The song was also used as McCartney's entry on the iTunes exclusive 4-track Beatles EP 4: John Paul George Ringo, released in 2014.

==Writing and lyrics==
McCartney primarily wrote the song at the Beverly Hills Hotel in Beverly Hills, California in 1974 and completed the song in New Orleans, Louisiana, where most of the recording sessions for Venus and Mars, including those for "Call Me Back Again," took place. Although the song does not reference the city of New Orleans, it is one of the few songs on Venus and Mars to portray the influence of the city.
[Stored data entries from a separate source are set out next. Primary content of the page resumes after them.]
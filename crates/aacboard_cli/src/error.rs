//! CLI-level errors.

use aacboard_core::{ConfigError, LoggingError};
use std::error::Error;
use std::fmt::{Display, Formatter};

#[derive(Debug)]
pub enum CliError {
    Config(ConfigError),
    Logging(LoggingError),
    Io(std::io::Error),
}

impl Display for CliError {
    fn fmt(&self, f: &mut Formatter<'_>) -> std::fmt::Result {
        match self {
            Self::Config(err) => write!(f, "configuration error: {err}"),
            Self::Logging(err) => write!(f, "logging error: {err}"),
            Self::Io(err) => write!(f, "terminal I/O error: {err}"),
        }
    }
}

impl Error for CliError {
    fn source(&self) -> Option<&(dyn Error + 'static)> {
        match self {
            Self::Config(err) => Some(err),
            Self::Logging(err) => Some(err),
            Self::Io(err) => Some(err),
        }
    }
}

impl From<ConfigError> for CliError {
    fn from(value: ConfigError) -> Self {
        Self::Config(value)
    }
}

impl From<LoggingError> for CliError {
    fn from(value: LoggingError) -> Self {
        Self::Logging(value)
    }
}

impl From<std::io::Error> for CliError {
    fn from(value: std::io::Error) -> Self {
        Self::Io(value)
    }
}
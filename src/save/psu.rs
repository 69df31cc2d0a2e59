//! ### EMS saves
//! 
//! The `.psu` format written by the EMS memory adapter is a save directory dumped as it
//! would sit on a card: the directory entry, the `.` and `..` entries, then each file's entry
//! followed by its data padded to a whole cluster.  There is no compression.

use log::error;
use super::{Error,FormatTag,SaveCodec,SaveFile};
use crate::fs::DirEntry;
use crate::fs::directory::dot_entries;
use crate::fs::types::DIRENT_SIZE;
use crate::img::names::CLUSTER_SIZE;
use crate::DYNERR;

pub struct Psu;

fn entry_at(dat: &[u8],offset: usize) -> Result<DirEntry,DYNERR> {
    if dat.len() < offset + DIRENT_SIZE {
        error!("entry at {} is past end of file",offset);
        return Err(Box::new(Error::UnexpectedEndOfInput));
    }
    DirEntry::from_bytes(&dat[offset..offset+DIRENT_SIZE])
}

impl SaveCodec for Psu {
    fn tag(&self) -> FormatTag {
        FormatTag::Psu
    }
    fn extensions(&self) -> &'static [&'static str] {
        &["psu"]
    }
    fn sniff(&self,hdr: &[u8]) -> bool {
        if hdr.len() < 3*DIRENT_SIZE {
            return false;
        }
        let ents: Vec<DirEntry> = (0..3).filter_map(|i| entry_at(hdr,i*DIRENT_SIZE).ok()).collect();
        ents.len()==3 && ents.iter().all(|e| e.is_dir()) && ents[1].name=="." && ents[2].name==".."
    }
    fn decode(&self,dat: &[u8]) -> Result<SaveFile,DYNERR> {
        let mut dir = entry_at(dat,0)?;
        if !dir.is_dir() || dir.length < 2 {
            error!("not an EMS save");
            return Err(Box::new(Error::CorruptData));
        }
        let count = dir.length as usize - 2;
        let mut offset = 3*DIRENT_SIZE;
        let mut save = SaveFile::new();
        for i in 0..count {
            let mut ent = entry_at(dat,offset)?;
            offset += DIRENT_SIZE;
            if !ent.is_file() {
                error!("`{}` is not a file",ent.name);
                return Err(Box::new(Error::UnsupportedEntryKind));
            }
            let len = ent.length as usize;
            if dat.len() < offset + len {
                error!("`{}` needs {} bytes, {} remain",ent.name,len,dat.len()-offset);
                return Err(Box::new(Error::UnexpectedEndOfInput));
            }
            let file_dat = dat[offset..offset+len].to_vec();
            offset += len.div_ceil(CLUSTER_SIZE) * CLUSTER_SIZE;
            ent.cluster = 0;
            ent.dir_entry = 0;
            save.set_file(i,ent,file_dat)?;
        }
        dir.length = count as u32;
        dir.cluster = 0;
        dir.dir_entry = 0;
        save.set_directory(dir);
        Ok(save)
    }
    fn encode(&self,save: &SaveFile) -> Result<Vec<u8>,DYNERR> {
        let mut dir = save.get_directory().clone();
        dir.length = save.len() as u32 + 2;
        dir.cluster = 0;
        dir.dir_entry = 0;
        let mut ans = dir.to_bytes();
        for mut ent in dot_entries(0,0,0,&dir.created) {
            ent.mode = crate::fs::types::CANONICAL_DIR_MODE;
            ent.modified = dir.modified;
            ans.append(&mut ent.to_bytes());
        }
        for (ent,dat) in save.files() {
            let mut ent = ent.clone();
            ent.length = dat.len() as u32;
            ent.cluster = 0;
            ent.dir_entry = 0;
            ans.append(&mut ent.to_bytes());
            ans.extend_from_slice(dat);
            ans.resize(ans.len() + dat.len().next_multiple_of(CLUSTER_SIZE) - dat.len(),0);
        }
        Ok(ans)
    }
}

#[cfg(test)]
use super::test_save;

#[test]
fn round_trip() {
    let save = test_save("BESCES-50000SAVE",&[0,1024,1500]);
    let dat = Psu.encode(&save).expect("encode failed");
    assert_eq!(dat.len(),6*DIRENT_SIZE + 1024 + 2048);
    assert!(Psu.sniff(&dat));
    assert_eq!(Psu.decode(&dat).expect("decode failed"),save);
}

#[test]
fn truncated() {
    let save = test_save("SAVE",&[3000]);
    let dat = Psu.encode(&save).expect("encode failed");
    match Psu.decode(&dat[0..dat.len()-2000]) {
        Ok(_) => panic!("truncated save decoded"),
        Err(e) => assert_eq!(e.to_string(),"unexpected end of input")
    }
    assert!(!Psu.sniff(&dat[0..1000]));
}
//! ### Error correction codes
//! 
//! The card controller protects each 128 byte chunk of a page with a 3 byte Hamming code:
//! one column parity byte and two line parity bytes.  The codes for a page are stored
//! consecutively in the page's spare area, each padded to 4 bytes.
//! 
//! A single flipped bit in either the data or the code can be located and repaired.
//! Anything worse is reported as uncorrectable, the caller decides what to do about it.

use log::{debug,error};
use super::names::{ECC_CHUNK,ECC_SPARE_PER_CHUNK};
use super::geometry::Geometry;
use super::Error;
use crate::DYNERR;

/// outcome of checking data against its code
#[derive(PartialEq,Eq,Debug,Clone,Copy)]
pub enum Check {
    Ok,
    Corrected,
    Uncorrectable
}

const fn parity(b: u8) -> u8 {
    (b.count_ones() & 1) as u8
}

const fn column_parity_mask(b: u8) -> u8 {
    parity(b & 0x55) | parity(b & 0x33) << 1 | parity(b & 0x0f) << 2 |
    parity(b & 0xaa) << 4 | parity(b & 0xcc) << 5 | parity(b & 0xf0) << 6
}

const fn column_parity_table() -> [u8;256] {
    let mut ans = [0;256];
    let mut i = 0;
    while i < 256 {
        ans[i] = column_parity_mask(i as u8);
        i += 1;
    }
    ans
}

const COLUMN_PARITY: [u8;256] = column_parity_table();

/// Code for one chunk of at most 128 bytes.
pub fn calc_chunk(chunk: &[u8]) -> [u8;3] {
    let mut cp: u8 = 0x77;
    let mut lp0: u8 = 0x7f;
    let mut lp1: u8 = 0x7f;
    for (i,b) in chunk.iter().enumerate() {
        cp ^= COLUMN_PARITY[*b as usize];
        if parity(*b)==1 {
            lp0 ^= !(i as u8);
            lp1 ^= i as u8;
        }
    }
    [cp,lp0 & 0x7f,lp1]
}

/// Check one chunk against its code, repairing either one in place if a single bit is wrong.
pub fn check_chunk(chunk: &mut [u8],code: &mut [u8]) -> Check {
    let computed = calc_chunk(chunk);
    if computed[..]==code[0..3] {
        return Check::Ok;
    }
    let cp_diff = (computed[0] ^ code[0]) & 0x77;
    let lp0_diff = (computed[1] ^ code[1]) & 0x7f;
    let lp1_diff = (computed[2] ^ code[2]) & 0x7f;
    let lp_comp = lp0_diff ^ lp1_diff;
    let cp_comp = (cp_diff >> 4) ^ (cp_diff & 0x07);
    if lp_comp==0x7f && cp_comp==0x07 {
        // single bit error in the data
        let offset = lp1_diff as usize;
        if offset >= chunk.len() {
            return Check::Uncorrectable;
        }
        debug!("correcting bit {} of byte {}",cp_diff >> 4,offset);
        chunk[offset] ^= 1 << (cp_diff >> 4);
        return Check::Corrected;
    }
    if (cp_diff==0 && lp0_diff==0 && lp1_diff==0) || lp_comp.count_ones() + cp_comp.count_ones() == 1 {
        // single bit error in the code itself
        code[0..3].copy_from_slice(&computed);
        return Check::Corrected;
    }
    Check::Uncorrectable
}

/// Codes for a whole page, 3 bytes per chunk with no padding.
pub fn compute(page: &[u8]) -> Vec<u8> {
    page.chunks(ECC_CHUNK).flat_map(|chunk| calc_chunk(chunk)).collect()
}

/// Spare area for a page, the codes padded to `spare_size`.
pub fn spare(page: &[u8],spare_size: usize) -> Vec<u8> {
    let mut ans = vec![0;spare_size];
    for (i,chunk) in page.chunks(ECC_CHUNK).enumerate() {
        let offset = i*3;
        if offset + 3 > spare_size {
            break;
        }
        ans[offset..offset+3].copy_from_slice(&calc_chunk(chunk));
    }
    ans
}

/// Check every chunk of a page against the codes in `codes` (the spare area).
/// Repairs are made in place.  The worst outcome of any chunk is returned.
pub fn verify_and_correct(page: &mut [u8],codes: &mut [u8]) -> Check {
    let mut ans = Check::Ok;
    for (i,chunk) in page.chunks_mut(ECC_CHUNK).enumerate() {
        let offset = i*3;
        if offset + 3 > codes.len() {
            return Check::Uncorrectable;
        }
        match check_chunk(chunk,&mut codes[offset..offset+3]) {
            Check::Ok => {},
            Check::Corrected => if ans==Check::Ok {
                ans = Check::Corrected
            },
            Check::Uncorrectable => return Check::Uncorrectable
        }
    }
    ans
}

/// Remove the spare area from every page of an ECC image.
/// The geometry describes the image with ECC.  Each page is corrected before the
/// code is thrown away, an uncorrectable page is an error.
pub fn strip(img: &[u8],geom: &Geometry) -> Result<Vec<u8>,DYNERR> {
    if !geom.has_ecc() || img.len()!=geom.image_len() {
        error!("image does not match ECC geometry");
        return Err(Box::new(Error::ImageSizeMismatch));
    }
    let page_size = geom.page_size();
    let raw = geom.raw_page_size();
    let mut ans = Vec::with_capacity(geom.pages_per_card()*page_size);
    for (n,raw_page) in img.chunks(raw).enumerate() {
        let mut page = raw_page[0..page_size].to_vec();
        let mut codes = raw_page[page_size..].to_vec();
        if verify_and_correct(&mut page,&mut codes)==Check::Uncorrectable {
            error!("page {} cannot be corrected",n);
            return Err(Box::new(Error::EccUncorrectable));
        }
        ans.append(&mut page);
    }
    Ok(ans)
}

/// Compute a spare area for every page of an image without ECC.
/// The geometry describes the image with ECC, i.e., the result.
pub fn add(img: &[u8],geom: &Geometry) -> Result<Vec<u8>,DYNERR> {
    let page_size = geom.page_size();
    if !geom.has_ecc() || img.len()!=geom.pages_per_card()*page_size {
        error!("image does not match geometry without ECC");
        return Err(Box::new(Error::ImageSizeMismatch));
    }
    let mut ans = Vec::with_capacity(geom.image_len());
    for page in img.chunks(page_size) {
        ans.extend_from_slice(page);
        ans.append(&mut spare(page,geom.spare_size()));
    }
    Ok(ans)
}

/// spare bytes needed by a page of the given size
pub fn spare_size(page_size: usize) -> usize {
    (page_size / ECC_CHUNK) * ECC_SPARE_PER_CHUNK
}

#[test]
fn erased_chunk() {
    let chunk = [0xff;128];
    assert_eq!(calc_chunk(&chunk),[0x77,0x7f,0x7f]);
    let chunk = [0;128];
    assert_eq!(calc_chunk(&chunk),[0x77,0x7f,0x7f]);
}

#[test]
fn correct_data_bit() {
    let mut page: Vec<u8> = (0..512).map(|i| (i*7 % 251) as u8).collect();
    let orig = page.clone();
    let mut codes = spare(&page,16);
    page[300] ^= 0x20;
    assert_eq!(verify_and_correct(&mut page,&mut codes),Check::Corrected);
    assert_eq!(page,orig);
    assert_eq!(verify_and_correct(&mut page,&mut codes),Check::Ok);
}

#[test]
fn correct_code_bit() {
    let mut page: Vec<u8> = (0..512).map(|i| (i*13 % 256) as u8).collect();
    let orig = page.clone();
    let good = spare(&page,16);
    let mut codes = good.clone();
    codes[4] ^= 0x02;
    assert_eq!(verify_and_correct(&mut page,&mut codes),Check::Corrected);
    assert_eq!(page,orig);
    assert_eq!(codes,good);
}

#[test]
fn double_bit_error() {
    let mut page: Vec<u8> = (0..512).map(|i| (i*3 % 256) as u8).collect();
    let mut codes = spare(&page,16);
    page[10] ^= 0x01;
    page[77] ^= 0x40;
    assert_eq!(verify_and_correct(&mut page,&mut codes),Check::Uncorrectable);
}
//! ### Superblock
//! 
//! The superblock occupies the start of page 0.  It records the geometry the card was
//! formatted with, where the FAT is found (through the indirect FAT cluster list),
//! and the bounds of the allocatable area.  All multi-byte fields are little endian.

use log::{debug,error};
use a2kit_macro::{DiskStruct,DiskStructError};
use a2kit_macro_derive::DiskStruct;
use super::types::*;
use crate::img::geometry::Geometry;
use crate::{DYNERR,STDRESULT};

#[derive(DiskStruct)]
pub struct Superblock {
    magic: [u8;28],
    version: [u8;12],
    page_len: [u8;2],
    pages_per_cluster: [u8;2],
    pages_per_erase_block: [u8;2],
    unknown: [u8;2],
    clusters_per_card: [u8;4],
    alloc_offset: [u8;4],
    /// count of allocatable clusters, not an absolute cluster number
    alloc_end: [u8;4],
    /// relative to `alloc_offset`
    rootdir_cluster: [u8;4],
    backup_block1: [u8;4],
    backup_block2: [u8;4],
    reserved: [u8;8],
    /// absolute clusters holding the list of FAT clusters
    ifc_list: [u8;128],
    bad_erase_block_list: [u8;128],
    card_type: u8,
    card_flags: u8,
    reserved2: [u8;2]
}

fn u32_list(buf: &[u8]) -> Vec<u32> {
    buf.chunks_exact(4).map(|x| u32::from_le_bytes([x[0],x[1],x[2],x[3]])).collect()
}

macro_rules! field {
    ($root:ident,$slf:ident.$x:ident,$val:expr) => {
        $root[stringify!($x)] = json::JsonValue::new_object();
        $root[stringify!($x)]["_raw"] = json::JsonValue::String(hex::ToHex::encode_hex(&$slf.$x));
        $root[stringify!($x)]["_pretty"] = $val.into();
    };
}

/// Number of FAT clusters and indirect FAT clusters needed to map the card.
pub fn fat_cluster_counts(geom: &Geometry) -> (usize,usize) {
    let epc = geom.cluster_size() / 4;
    let fat_clusters = geom.clusters_per_card().div_ceil(epc);
    let indirect_clusters = fat_clusters.div_ceil(epc);
    (fat_clusters,indirect_clusters)
}

impl Superblock {
    /// Superblock for a freshly formatted card of the given geometry.
    /// Layout: indirect FAT clusters from cluster 8, then the FAT clusters, then the
    /// allocatable area, with the last two erase blocks held back as backup blocks.
    pub fn create(geom: &Geometry) -> Result<Self,DYNERR> {
        let (fat_clusters,indirect_clusters) = fat_cluster_counts(geom);
        if indirect_clusters > MAX_INDIRECT_CLUSTERS {
            error!("card is too large for the indirect FAT cluster list");
            return Err(Box::new(Error::GeometryMismatch));
        }
        let alloc_offset = FIRST_INDIRECT_CLUSTER + indirect_clusters + fat_clusters;
        let backup_block1 = geom.erase_blocks() - 1;
        let backup_block2 = geom.erase_blocks() - 2;
        let alloc_end = match (backup_block2 * geom.clusters_per_erase_block()).checked_sub(alloc_offset) {
            Some(n) if n > 1 => n,
            _ => {
                error!("card has no room for an allocatable area");
                return Err(Box::new(Error::GeometryMismatch));
            }
        };
        let mut ans = Self::new();
        ans.magic = *MAGIC;
        ans.version = *VERSION;
        ans.page_len = u16::to_le_bytes(geom.page_size() as u16);
        ans.pages_per_cluster = u16::to_le_bytes(geom.pages_per_cluster() as u16);
        ans.pages_per_erase_block = u16::to_le_bytes(geom.pages_per_erase_block() as u16);
        ans.unknown = [0x00,0xff];
        ans.clusters_per_card = u32::to_le_bytes(geom.clusters_per_card() as u32);
        ans.alloc_offset = u32::to_le_bytes(alloc_offset as u32);
        ans.alloc_end = u32::to_le_bytes(alloc_end as u32);
        ans.rootdir_cluster = [0;4];
        ans.backup_block1 = u32::to_le_bytes(backup_block1 as u32);
        ans.backup_block2 = u32::to_le_bytes(backup_block2 as u32);
        for i in 0..indirect_clusters {
            let c = u32::to_le_bytes((FIRST_INDIRECT_CLUSTER + i) as u32);
            ans.ifc_list[i*4..i*4+4].copy_from_slice(&c);
        }
        ans.bad_erase_block_list = [0xff;128];
        ans.card_type = CARD_TYPE_PS2;
        ans.card_flags = CARD_FLAGS;
        debug!("superblock: alloc offset {}, alloc end {}",alloc_offset,alloc_end);
        Ok(ans)
    }
    /// Check the magic and that the stored geometry and layout agree with `geom`.
    pub fn verify(&self,geom: &Geometry) -> STDRESULT {
        if &self.magic!=MAGIC {
            error!("superblock magic not found");
            return Err(Box::new(Error::NotFormatted));
        }
        if self.page_len() as usize!=geom.page_size()
            || self.pages_per_cluster() as usize!=geom.pages_per_cluster()
            || self.pages_per_erase_block() as usize!=geom.pages_per_erase_block()
            || self.clusters_per_card() as usize!=geom.clusters_per_card() {
            error!("superblock geometry {}x{}x{}x{} does not match image",
                self.page_len(),self.pages_per_cluster(),self.pages_per_erase_block(),self.clusters_per_card());
            return Err(Box::new(Error::GeometryMismatch));
        }
        let (fat_clusters,indirect_clusters) = fat_cluster_counts(geom);
        if indirect_clusters > MAX_INDIRECT_CLUSTERS
            || self.alloc_offset() as usize + self.alloc_end() as usize > geom.clusters_per_card()
            || (self.alloc_offset() as usize) < indirect_clusters + fat_clusters
            || self.rootdir_cluster() >= self.alloc_end() {
            error!("superblock layout is inconsistent");
            return Err(Box::new(Error::CorruptData));
        }
        Ok(())
    }
    pub fn page_len(&self) -> u16 {
        u16::from_le_bytes(self.page_len)
    }
    pub fn pages_per_cluster(&self) -> u16 {
        u16::from_le_bytes(self.pages_per_cluster)
    }
    pub fn pages_per_erase_block(&self) -> u16 {
        u16::from_le_bytes(self.pages_per_erase_block)
    }
    pub fn clusters_per_card(&self) -> u32 {
        u32::from_le_bytes(self.clusters_per_card)
    }
    pub fn alloc_offset(&self) -> u32 {
        u32::from_le_bytes(self.alloc_offset)
    }
    pub fn alloc_end(&self) -> u32 {
        u32::from_le_bytes(self.alloc_end)
    }
    pub fn rootdir_cluster(&self) -> u32 {
        u32::from_le_bytes(self.rootdir_cluster)
    }
    /// absolute clusters of the indirect FAT cluster list, `count` entries
    pub fn indirect_clusters(&self,count: usize) -> Vec<u32> {
        u32_list(&self.ifc_list)[0..usize::min(count,MAX_INDIRECT_CLUSTERS)].to_vec()
    }
    pub fn card_flags(&self) -> u8 {
        self.card_flags
    }
    /// Superblock as a JSON string, each field with its raw bytes and interpreted value.
    pub fn to_json(&self,indent: Option<u16>) -> String {
        let mut root = json::JsonValue::new_object();
        field!(root,self.magic,String::from_utf8_lossy(&self.magic).to_string());
        field!(root,self.version,String::from_utf8_lossy(&self.version).trim_end_matches('\0').to_string());
        field!(root,self.page_len,self.page_len());
        field!(root,self.pages_per_cluster,self.pages_per_cluster());
        field!(root,self.pages_per_erase_block,self.pages_per_erase_block());
        field!(root,self.clusters_per_card,self.clusters_per_card());
        field!(root,self.alloc_offset,self.alloc_offset());
        field!(root,self.alloc_end,self.alloc_end());
        field!(root,self.rootdir_cluster,self.rootdir_cluster());
        field!(root,self.backup_block1,u32::from_le_bytes(self.backup_block1));
        field!(root,self.backup_block2,u32::from_le_bytes(self.backup_block2));
        let ifc: Vec<u32> = u32_list(&self.ifc_list).into_iter().filter(|x| *x!=0).collect();
        field!(root,self.ifc_list,ifc);
        let bad: Vec<u32> = u32_list(&self.bad_erase_block_list).into_iter().filter(|x| *x!=0xffff_ffff).collect();
        field!(root,self.bad_erase_block_list,bad);
        root["card_type"] = self.card_type.into();
        root["card_flags"] = json::JsonValue::String(format!("{:#04x}",self.card_flags));
        match indent {
            Some(spaces) => json::stringify_pretty(root,spaces),
            None => json::stringify(root)
        }
    }
}

#[test]
fn standard_layout() {
    let geom = Geometry::standard(1,true).expect("bad geometry");
    let sb = Superblock::create(&geom).expect("could not create superblock");
    assert_eq!(sb.len(),340);
    assert_eq!(sb.alloc_offset(),41);
    assert_eq!(sb.alloc_end(),8135);
    assert_eq!(sb.indirect_clusters(1),vec![8]);
    let bytes = sb.to_bytes();
    assert_eq!(&bytes[0..28],MAGIC);
    let copy = Superblock::from_bytes(&bytes).expect("bad superblock");
    assert!(copy.verify(&geom).is_ok());
    let other = Geometry::standard(2,true).expect("bad geometry");
    match copy.verify(&other) {
        Ok(_) => panic!("verify should have failed"),
        Err(e) => assert_eq!(e.to_string(),"card geometry does not match superblock")
    }
}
The song is a bluesy New Orleans-style soul ballad. Paul Nelson of Rolling Stone described it as being "well-sung" and "urban-blues-and-Sixties-soul-influenced." The lyrics tell of the singer's grief that his girlfriend no longer returns his phone calls. Although the phone calls from his girlfriend used to bring him joy, now that she stopped returning his calls he pleads for her to call him back again. Another interpretation, by Ultimate Classic Rock contributor Nick DeRiso, is that the lyrics were directed at McCartney's former bandmate John Lennon. Allmusic critic Donald A. Guarisco compares the lyrics to lyrics in classic singles by such soul singers as Wilson Pickett and Otis Redding.

==Music==
"Call Me Back Again" is in the key of F major and in 12/8 time. The structure is relatively simple, alternating the verse and the refrain, with an intro and an outro at the beginning and end. The melody incorporates gospel music elements. The song incorporates a prominent horn part arranged by Tony Dorsey. Other instrumentation includes what Guarisco describes as "searing guitar riffs and pulsating piano lines."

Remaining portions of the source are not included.